* DIRECTIONS FOR THIS TASK:
Which lines have the string "DuplicatePage"? Copy all of them from the entries below.

********************

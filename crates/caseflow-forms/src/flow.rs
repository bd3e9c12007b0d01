use crate::error::FormError;
use crate::evaluator::{NavigationMode, TaskEvaluator};
use crate::page::QuestionPage;
use crate::record::FormRecord;
use crate::routing::{Location, PageRoute, Route, Router};
use crate::task::Task;
use std::collections::HashSet;
use std::fmt;
use tracing::debug;

/// Collects the pages of one task, in call order
pub struct TaskBuilder<R> {
    name: String,
    pages: Vec<QuestionPage<R>>,
}

impl<R> TaskBuilder<R> {
    fn new(name: String) -> Self {
        Self {
            name,
            pages: Vec::new(),
        }
    }

    /// Append a page whose single field shares its name
    pub fn question_page(self, name: impl Into<String>) -> Self {
        self.page(QuestionPage::new(name))
    }

    /// Append a page submitting the given fields
    pub fn question_page_with_fields<I, S>(self, name: impl Into<String>, fields: I) -> Self
    where
        I: IntoIterator<Item = S>,
        S: Into<String>,
    {
        self.page(QuestionPage::new(name).with_fields(fields))
    }

    /// Append a fully configured page
    pub fn page(mut self, page: QuestionPage<R>) -> Self {
        self.pages.push(page);
        self
    }

    fn build(self) -> Task<R> {
        Task::new(self.name, self.pages)
    }
}

/// Builder for [`FormFlow`]
pub struct FormFlowBuilder<R> {
    name: String,
    tasks: Vec<Task<R>>,
    start_page: Option<String>,
    end_page: Option<String>,
    navigation: NavigationMode,
}

impl<R> FormFlowBuilder<R> {
    /// Start an empty flow
    pub fn new(name: impl Into<String>) -> Self {
        Self {
            name: name.into(),
            tasks: Vec::new(),
            start_page: None,
            end_page: None,
            navigation: NavigationMode::default(),
        }
    }

    /// Open a task; pages added inside `define` belong to it
    pub fn task<F>(mut self, name: impl Into<String>, define: F) -> Self
    where
        F: FnOnce(TaskBuilder<R>) -> TaskBuilder<R>,
    {
        let task = define(TaskBuilder::new(name.into())).build();
        self.tasks.push(task);
        self
    }

    /// Identifier of the page shown before the first task. May be set once.
    pub fn start_page(mut self, identifier: impl Into<String>) -> Result<Self, FormError> {
        let identifier = identifier.into();
        if let Some(existing) = &self.start_page {
            return Err(FormError::StartPageAlreadySet(existing.clone()));
        }
        self.start_page = Some(identifier);
        Ok(self)
    }

    /// Identifier of the page shown after the last task. May be set once.
    pub fn end_page(mut self, identifier: impl Into<String>) -> Result<Self, FormError> {
        let identifier = identifier.into();
        if let Some(existing) = &self.end_page {
            return Err(FormError::EndPageAlreadySet(existing.clone()));
        }
        self.end_page = Some(identifier);
        Ok(self)
    }

    /// Page-to-page navigation mode for every task of the flow
    pub fn navigation(mut self, mode: NavigationMode) -> Self {
        self.navigation = mode;
        self
    }

    /// Freeze the flow
    pub fn build(self) -> Result<FormFlow<R>, FormError> {
        if self.tasks.is_empty() {
            return Err(FormError::EmptyFlow(self.name));
        }

        let mut task_names = HashSet::new();
        let mut contexts = Vec::new();
        let mut seen_pages = HashSet::new();
        for task in &self.tasks {
            if !task_names.insert(task.name()) {
                return Err(FormError::DuplicateTask(task.name().to_string()));
            }
            for page in task.pages() {
                if !seen_pages.insert(page.name()) {
                    return Err(FormError::DuplicatePage(page.name().to_string()));
                }
                contexts.push(page.name().to_string());
            }
        }

        debug!(
            flow = %self.name,
            tasks = self.tasks.len(),
            pages = contexts.len(),
            "Form flow built"
        );

        Ok(FormFlow {
            name: self.name,
            tasks: self.tasks,
            contexts,
            start_page: self.start_page,
            end_page: self.end_page,
            navigation: self.navigation,
        })
    }
}

/// An immutable, ordered set of tasks making up a multi-page form
pub struct FormFlow<R> {
    name: String,
    tasks: Vec<Task<R>>,
    contexts: Vec<String>,
    start_page: Option<String>,
    end_page: Option<String>,
    navigation: NavigationMode,
}

impl<R> Clone for FormFlow<R> {
    fn clone(&self) -> Self {
        Self {
            name: self.name.clone(),
            tasks: self.tasks.clone(),
            contexts: self.contexts.clone(),
            start_page: self.start_page.clone(),
            end_page: self.end_page.clone(),
            navigation: self.navigation,
        }
    }
}

impl<R> fmt::Debug for FormFlow<R> {
    fn fmt(&self, f: &mut fmt::Formatter<'_>) -> fmt::Result {
        f.debug_struct("FormFlow")
            .field("name", &self.name)
            .field("tasks", &self.tasks)
            .field("start_page", &self.start_page)
            .field("end_page", &self.end_page)
            .field("navigation", &self.navigation)
            .finish()
    }
}

impl<R> FormFlow<R> {
    /// Start building a flow
    pub fn builder(name: impl Into<String>) -> FormFlowBuilder<R> {
        FormFlowBuilder::new(name)
    }

    /// Flow name
    pub fn name(&self) -> &str {
        &self.name
    }

    /// Tasks in order
    pub fn tasks(&self) -> &[Task<R>] {
        &self.tasks
    }

    /// Every page, in task order then page order
    pub fn pages(&self) -> Vec<&QuestionPage<R>> {
        self.tasks.iter().flat_map(|t| t.pages()).collect()
    }

    /// Validation context names, one per page
    pub fn contexts(&self) -> &[String] {
        &self.contexts
    }

    /// Edit and update routes for every page
    pub fn generated_routes(&self) -> Vec<PageRoute> {
        self.pages()
            .into_iter()
            .map(|page| PageRoute {
                page: page.name().to_string(),
                edit: page.edit_route(),
                update: page.update_route(),
            })
            .collect()
    }

    /// Configured start page identifier
    pub fn start_page(&self) -> Option<&str> {
        self.start_page.as_deref()
    }

    /// Configured end page identifier
    pub fn end_page(&self) -> Option<&str> {
        self.end_page.as_deref()
    }

    /// Navigation mode used by evaluators of this flow
    pub fn navigation(&self) -> NavigationMode {
        self.navigation
    }

    /// The task containing a page
    pub fn task_for_page(&self, page: &str) -> Option<&Task<R>> {
        self.tasks.iter().find(|t| t.page_index(page).is_some())
    }
}

impl<R: FormRecord> FormFlow<R> {
    /// Every task is complete
    pub fn completed(&self, record: &R) -> bool {
        self.tasks.iter().all(|t| t.completed(record))
    }

    /// Where the flow begins: the configured start page, else the record overview
    pub fn start_path(&self, record: &R, router: &dyn Router<R>) -> Location {
        Self::resolve(self.start_page.as_deref(), record, router)
    }

    /// Where the flow ends: the configured end page, else the record overview
    pub fn end_path(&self, record: &R, router: &dyn Router<R>) -> Location {
        Self::resolve(self.end_page.as_deref(), record, router)
    }

    fn resolve(identifier: Option<&str>, record: &R, router: &dyn Router<R>) -> Location {
        match identifier {
            Some(id) => router.locate(&Route::Named(id.to_string()), record),
            None => router.overview(record),
        }
    }

    /// Navigation view for a named page
    pub fn evaluator<'a>(
        &'a self,
        page: &str,
        record: &'a R,
    ) -> Result<TaskEvaluator<'a, R>, FormError> {
        let task = self
            .task_for_page(page)
            .ok_or_else(|| FormError::UnknownPage(page.to_string()))?;
        Ok(TaskEvaluator::for_page(task, record, page)?.with_mode(self.navigation))
    }

    /// Location after submitting `page`; the flow's end once the task is exhausted
    pub fn next_path_after(
        &self,
        page: &str,
        record: &R,
        router: &dyn Router<R>,
    ) -> Result<Location, FormError> {
        let evaluator = self.evaluator(page, record)?;
        Ok(evaluator
            .next_path(router)
            .unwrap_or_else(|| self.end_path(record, router)))
    }

    /// Location of the "back" link on `page`; the flow's start at the top of a task
    pub fn prev_path_before(
        &self,
        page: &str,
        record: &R,
        router: &dyn Router<R>,
    ) -> Result<Location, FormError> {
        let evaluator = self.evaluator(page, record)?;
        Ok(evaluator
            .prev_path(router)
            .unwrap_or_else(|| self.start_path(record, router)))
    }
}

#[cfg(test)]
mod tests {
    use super::*;
    use crate::routing::PathRouter;
    use pretty_assertions::assert_eq;

    struct Record;

    impl FormRecord for Record {
        fn record_id(&self) -> String {
            "3".to_string()
        }

        fn is_valid_in(&self, context: &str) -> bool {
            context == "name"
        }
    }

    fn flow() -> FormFlow<Record> {
        FormFlow::builder("licence_application")
            .task("personal_info", |t| t.question_page("name").question_page("dob"))
            .task("address", |t| {
                t.question_page_with_fields("home_address", ["line_1", "postcode"])
            })
            .build()
            .unwrap()
    }

    #[test]
    fn test_pages_and_contexts_follow_declaration_order() {
        let flow = flow();
        let names: Vec<&str> = flow.pages().into_iter().map(|p| p.name()).collect();
        assert_eq!(names, vec!["name", "dob", "home_address"]);
        assert_eq!(flow.contexts(), &["name", "dob", "home_address"]);
        assert_eq!(flow.tasks().len(), 2);
        assert_eq!(
            flow.pages()[2].fields(),
            &["line_1".to_string(), "postcode".to_string()]
        );
    }

    #[test]
    fn test_generated_routes() {
        let routes = flow().generated_routes();
        assert_eq!(routes.len(), 3);
        assert_eq!(
            routes[1],
            PageRoute {
                page: "dob".to_string(),
                edit: Route::Edit("dob".to_string()),
                update: Route::Update("dob".to_string()),
            }
        );
        assert_eq!(routes[1].edit.identifier(), "edit_dob");
    }

    #[test]
    fn test_start_and_end_page_may_only_be_set_once() {
        let builder = FormFlow::<Record>::builder("f").start_page("intro").unwrap();
        assert_eq!(
            builder.start_page("again").err(),
            Some(FormError::StartPageAlreadySet("intro".to_string()))
        );

        let builder = FormFlow::<Record>::builder("f").end_page("declaration").unwrap();
        assert_eq!(
            builder.end_page("again").err(),
            Some(FormError::EndPageAlreadySet("declaration".to_string()))
        );
    }

    #[test]
    fn test_build_rejects_invalid_flows() {
        assert_eq!(
            FormFlow::<Record>::builder("empty").build().err(),
            Some(FormError::EmptyFlow("empty".to_string()))
        );

        let duplicate_page = FormFlow::<Record>::builder("f")
            .task("one", |t| t.question_page("name"))
            .task("two", |t| t.question_page("name"))
            .build();
        assert_eq!(
            duplicate_page.err(),
            Some(FormError::DuplicatePage("name".to_string()))
        );

        let duplicate_task = FormFlow::<Record>::builder("f")
            .task("one", |t| t.question_page("a"))
            .task("one", |t| t.question_page("b"))
            .build();
        assert_eq!(
            duplicate_task.err(),
            Some(FormError::DuplicateTask("one".to_string()))
        );
    }

    #[test]
    fn test_start_and_end_paths() {
        let router = PathRouter::new("apps");
        let defaults = flow();
        assert_eq!(defaults.start_path(&Record, &router).as_str(), "/apps/3");
        assert_eq!(defaults.end_path(&Record, &router).as_str(), "/apps/3");

        let configured = FormFlow::builder("f")
            .start_page("before_you_start")
            .unwrap()
            .end_page("check_answers")
            .unwrap()
            .task("personal_info", |t| t.question_page("name"))
            .build()
            .unwrap();
        assert_eq!(
            configured.start_path(&Record, &router).as_str(),
            "/apps/3/before_you_start"
        );
        assert_eq!(
            configured.end_path(&Record, &router).as_str(),
            "/apps/3/check_answers"
        );
        assert_eq!(configured.start_page(), Some("before_you_start"));
    }

    #[test]
    fn test_flow_level_navigation_falls_through_to_flow_edges() {
        let flow = flow();
        let router = PathRouter::new("apps");

        assert_eq!(
            flow.next_path_after("name", &Record, &router).unwrap().as_str(),
            "/apps/3/dob/edit"
        );
        assert_eq!(
            flow.next_path_after("dob", &Record, &router).unwrap().as_str(),
            "/apps/3"
        );
        assert_eq!(
            flow.prev_path_before("name", &Record, &router).unwrap().as_str(),
            "/apps/3"
        );
        assert!(matches!(
            flow.next_path_after("missing", &Record, &router),
            Err(FormError::UnknownPage(_))
        ));
    }

    #[test]
    fn test_task_lookup_and_completion() {
        let flow = flow();
        assert_eq!(flow.task_for_page("dob").map(|t| t.name()), Some("personal_info"));
        assert!(flow.task_for_page("nope").is_none());
        assert!(!flow.completed(&Record));

        let evaluator = flow.evaluator("dob", &Record).unwrap();
        assert_eq!(evaluator.current_index(), 1);
    }
}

********************

* TASK RESULT:
                    return Err(FormError::DuplicatePage(page.name().to_string()));
            Some(FormError::DuplicatePage("name".to_string()))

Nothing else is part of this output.